In contrast to the more conventionally detached flâneur, McIntyre is embedded in the communities she photographs. Her attentiveness is shaped by care and long acquaintance. People appear relatively rarely, yet it is networks that consistently grant her access to subjects. During her extended stay in Kākanui, it was fellow artists she gravitated to. McIntyre admits to having photographed “every bit” of painter Kim Pieters’ church and garden. “Sometimes she would follow me to see what the hell I was photographing this time.” The exhibition includes an uncharacteristically formal portrait of Pieters, positioned on the doorstep of her Herbert home—no doubt inspired by the chromatic affinity of “Crocs, door, downpipe.” Whether Pieters in her Crocs or the photograph of her clothesline offers the more telling portrait remains an open question.

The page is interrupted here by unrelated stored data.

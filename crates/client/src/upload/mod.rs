//! Content upload: options, block sizing, blob transfer, and the pipeline.

mod blob;
mod pipeline;

use std::time::Duration;

pub(crate) use pipeline::ContentUploadPipeline;

/// Called after each completed block with `(total_bytes, transferred_bytes)`.
pub type ProgressCallback = Box<dyn Fn(u64, u64) + Send + Sync>;

/// Default transfer block size.
pub const DEFAULT_BLOCK_SIZE: usize = 4 * 1024 * 1024;

/// Payloads below this plaintext size use [`SMALL_BLOCK_SIZE`] instead, so a
/// trivial package does not go out as one oversized block request.
pub const SMALL_PAYLOAD_THRESHOLD: u64 = 4000;

/// Block size for sub-threshold payloads.
pub const SMALL_BLOCK_SIZE: usize = 1024;

/// Maximum number of blocks in flight during the transfer stage.
pub const MAX_PARALLEL_BLOCKS: usize = 5;

/// Tuning knobs for one upload invocation.
///
/// The defaults reproduce the service's expected cadence: 1-second polls, no
/// deadline (polling stages run until the service produces an answer), block
/// size derived from the plaintext length.
pub struct UploadOptions {
    /// Explicit block size; wins over the size-derived default.
    pub block_size: Option<usize>,
    /// Sleep between polls while waiting on the storage URI or commit state.
    pub poll_interval: Duration,
    /// Upper bound across the polling stages, measured from pipeline entry.
    /// `None` preserves the unbounded legacy behavior.
    pub deadline: Option<Duration>,
    /// Per-block progress notifications.
    pub progress: Option<ProgressCallback>,
}

impl Default for UploadOptions {
    fn default() -> Self {
        Self {
            block_size: None,
            poll_interval: Duration::from_secs(1),
            deadline: None,
            progress: None,
        }
    }
}

impl UploadOptions {
    #[must_use]
    pub fn with_block_size(mut self, block_size: usize) -> Self {
        self.block_size = Some(block_size);
        self
    }

    #[must_use]
    pub fn with_poll_interval(mut self, interval: Duration) -> Self {
        self.poll_interval = interval;
        self
    }

    #[must_use]
    pub fn with_deadline(mut self, deadline: Duration) -> Self {
        self.deadline = Some(deadline);
        self
    }

    #[must_use]
    pub fn with_progress(mut self, progress: ProgressCallback) -> Self {
        self.progress = Some(progress);
        self
    }
}

/// Pick the transfer block size for a payload.
#[must_use]
pub(crate) fn select_block_size(plaintext_size: u64, explicit: Option<usize>) -> usize {
    if let Some(size) = explicit {
        return size;
    }
    if plaintext_size < SMALL_PAYLOAD_THRESHOLD {
        SMALL_BLOCK_SIZE
    } else {
        DEFAULT_BLOCK_SIZE
    }
}
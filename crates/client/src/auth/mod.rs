//! Authentication: token store, authenticator, and the provider seam.

mod authenticator;
mod token_store;

pub use authenticator::{Authenticator, TokenProvider};
pub use token_store::TokenStore;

McIntyre is every bit a “botanist of the asphalt,” as Walter Benjamin memorably described the flâneur in 1928—albeit one irretrievably detained by the gravel roads of the King Country. Her photographs dwell in the familiar, what she calls the “mundane under your nose.” A subject to which she repeatedly returns—and perhaps her most distinctive variant on Perec’s ‘infra-ordinary’—is her attention to the work of ‘makers unknown’: the quiet care of gardeners, mural painters, and clothesline arrangers.

 

Sara McIntyre, born in 1951, is a photographer based in Te Rohe Pōtae King Country. She was nine when her family first arrived at Kākahi for a summer holiday in 1960. Fifty years on, she returned to live there permanently. Working as a district nurse she began her photographic exploration of Kākahi and surrounding towns. In 2016 her first solo exhibition, Observations of a Rural Nurse, was held at Anna Miles Gallery. In 2020 her book of the same title, designed by Sarah Gladwell, was published by Massey University Press. In 2020 Te Whare o Rehua Sarjeant Gallery presented Sara McIntyre – Observations of a Rural Nurse. In 2021, the New Zealand Portrait Gallery Te Pūkenga Whakaata presented Kākahi: Peter and Sara McIntyre. In 2025, McIntyre was inaugural artist in residence at The Forrester Gallery, Oamaru, where her exhibition, Kākahi to Kakanui was presented. Her photographs are now held in the collections of Te Papa Tongarewa, Te Whare o Rehua Sarjeant Gallery and private collections across Aotearoa and Australia.